Begin at the line containing "#[derive(Debug, Clone, Copy, PartialEq)]" in the entries below and end at the line containing "let hi = rank.ceil() as usize;"; transcribe that range exactly and nothing outside it.

Collection entries:
+++

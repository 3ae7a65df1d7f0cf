use std::{collections::HashMap, io::Read};

use anyhow::{anyhow, Context};
use serde_json::{json, Value};

use crate::config::ChoroplethSources;

pub const NEUTRAL_COLOR: &str = "#d9d9d9";

#[derive(Debug, Clone, Copy, PartialEq, Eq)]
pub enum Bucket {
    /// below the 25th percentile
    Low,
    LowerMiddle,
    UpperMiddle,
    /// at or above the 75th percentile
    High,
}

impl Bucket {
    pub fn color(self) -> &'static str {
        match self {
            Bucket::Low => "#fee5d9",
            Bucket::LowerMiddle => "#fcae91",
            Bucket::UpperMiddle => "#fb6a4a",
            Bucket::High => "#cb181d",
        }
    }
}

#[derive(Debug, Clone, Copy, PartialEq)]
pub struct Thresholds {
    pub p25: f64,
    pub p50: f64,
    pub p75: f64,
}

impl Thresholds {
    /// Quartiles of `values`, `None` if there are none.
    pub fn from_values(values: impl IntoIterator<Item = f64>) -> Option<Self> {
        let mut sorted = values.into_iter().collect::<Vec<_>>();
        if sorted.is_empty() {
            return None;
        }
        sorted.sort_by(f64::total_cmp);
        Some(Self {
            p25: percentile(&sorted, 0.25),
            p50: percentile(&sorted, 0.50),
            p75: percentile(&sorted, 0.75),
        })
    }
}

/// Linear interpolation between the closest ranks of a sorted slice.
fn percentile(sorted: &[f64], q: f64) -> f64 {
    let rank = q * (sorted.len() - 1) as f64;
    let lo = rank.floor() as usize;
    let hi = rank.ceil() as usize;
    sorted[lo] + (sorted[hi] - sorted[lo]) * (rank - lo as f64)
}

pub fn classify(value: f64, thresholds: &Thresholds) -> Bucket {
    if value < thresholds.p25 {
        Bucket::Low
    } else if value < thresholds.p50 {
        Bucket::LowerMiddle
    } else if value < thresholds.p75 {
        Bucket::UpperMiddle
    } else {
        Bucket::High
    }
}

/// GDP per capita keyed by region name.
#[derive(Debug, Default)]
pub struct GdpTable {
    values: HashMap<String, f64>,
}

impl GdpTable {
    pub fn from_csv<R: Read>(
        input: R,
        name_column: &str,
        value_column: &str,
    ) -> anyhow::Result<Self> {
        let mut rdr = csv::ReaderBuilder::new().flexible(true).from_reader(input);
        let headers = rdr.headers()?.clone();
        let column = |name: &str| {
            headers
                .iter()
                .position(|h| h.trim() == name)
                .ok_or_else(|| anyhow!("GDP table has no column '{name}'"))
        };
        let name_idx = column(name_column)?;
        let value_idx = column(value_column)?;

        let mut values = HashMap::new();
        for row in rdr.records() {
            let row = row?;
            let (Some(name), Some(value)) = (row.get(name_idx), row.get(value_idx)) else {
                continue;
            };
            match value.trim().replace(',', "").parse::<f64>() {
                Ok(v) if v.is_finite() => {
                    values.insert(name.trim().to_owned(), v);
                }
                _ => log::debug!("No GDP value for '{name}'"),
            }
        }
        Ok(Self { values })
    }

    pub fn get(&self, name: &str) -> Option<f64> {
        self.values.get(name).copied()
    }

    pub fn regions(&self) -> usize {
        self.values.len()
    }

    pub fn thresholds(&self) -> Option<Thresholds> {
        Thresholds::from_values(self.values.values().copied())
    }
}

/// Boundary polygons annotated with a fill color per region.
#[derive(Debug, Clone)]
pub struct Choropleth {
    pub geojson: Value,
}

impl Choropleth {
    /// Joins `boundaries` (a GeoJSON feature collection) with `table` by the
    /// `name_property` of each feature. Each feature gets `region` (the joined
    /// name), `fill` and `gdp` properties; unmatched regions are filled with
    /// [`NEUTRAL_COLOR`].
    pub fn build(
        mut boundaries: Value,
        table: &GdpTable,
        name_property: &str,
    ) -> anyhow::Result<Self> {
        let thresholds = table.thresholds();
        let features = boundaries
            .get_mut("features")
            .and_then(Value::as_array_mut)
            .ok_or_else(|| anyhow!("boundaries are not a GeoJSON feature collection"))?;

        let mut matched = 0;
        for feature in features.iter_mut().filter(|f| f.is_object()) {
            if !feature["properties"].is_object() {
                feature["properties"] = json!({});
            }
            let properties = &mut feature["properties"];
            let region = properties
                .get(name_property)
                .and_then(Value::as_str)
                .map(str::to_owned);
            let gdp = region.as_deref().and_then(|name| table.get(name));
            let fill = match (gdp, thresholds.as_ref()) {
                (Some(v), Some(t)) => {
                    matched += 1;
                    classify(v, t).color()
                }
                _ => NEUTRAL_COLOR,
            };
            properties["region"] = json!(region);
            properties["fill"] = json!(fill);
            properties["gdp"] = json!(gdp);
        }
        log::debug!("Matched GDP values for {matched}/{} regions", features.len());

        Ok(Self {
            geojson: boundaries,
        })
    }
}

async fn fetch_source(source: &str) -> anyhow::Result<String> {
    if source.starts_with("http://") || source.starts_with("https://") {
        log::debug!("Fetching {source}");
        let text = reqwest::get(source)
            .await?
            .error_for_status()?
            .text()
            .await?;
        Ok(text)
    } else {
        Ok(tokio::fs::read_to_string(source).await?)
    }
}

pub async fn load_choropleth(sources: &ChoroplethSources) -> anyhow::Result<Choropleth> {
    let table = fetch_source(&sources.gdp)
        .await
        .with_context(|| format!("load GDP table from {}", sources.gdp))?;
    let table = GdpTable::from_csv(
        table.as_bytes(),
        &sources.gdp_name_column,
        &sources.gdp_value_column,
    )?;
    log::info!("Loaded GDP per capita for {} regions", table.regions());

    let boundaries = fetch_source(&sources.boundaries)
        .await
        .with_context(|| format!("load boundaries from {}", sources.boundaries))?;
    let boundaries = serde_json::from_str(&boundaries)?;

    Choropleth::build(boundaries, &table, &sources.boundary_name_property)
}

+++

■ **Result for this task**:
#[derive(Debug, Clone, Copy, PartialEq)]
pub struct Thresholds {
    pub p25: f64,
    pub p50: f64,
    pub p75: f64,
}

impl Thresholds {
    /// Quartiles of `values`, `None` if there are none.
    pub fn from_values(values: impl IntoIterator<Item = f64>) -> Option<Self> {
        let mut sorted = values.into_iter().collect::<Vec<_>>();
        if sorted.is_empty() {
            return None;
        }
        sorted.sort_by(f64::total_cmp);
        Some(Self {
            p25: percentile(&sorted, 0.25),
            p50: percentile(&sorted, 0.50),
            p75: percentile(&sorted, 0.75),
        })
    }
}

/// Linear interpolation between the closest ranks of a sorted slice.
fn percentile(sorted: &[f64], q: f64) -> f64 {
    let rank = q * (sorted.len() - 1) as f64;
    let lo = rank.floor() as usize;
    let hi = rank.ceil() as usize;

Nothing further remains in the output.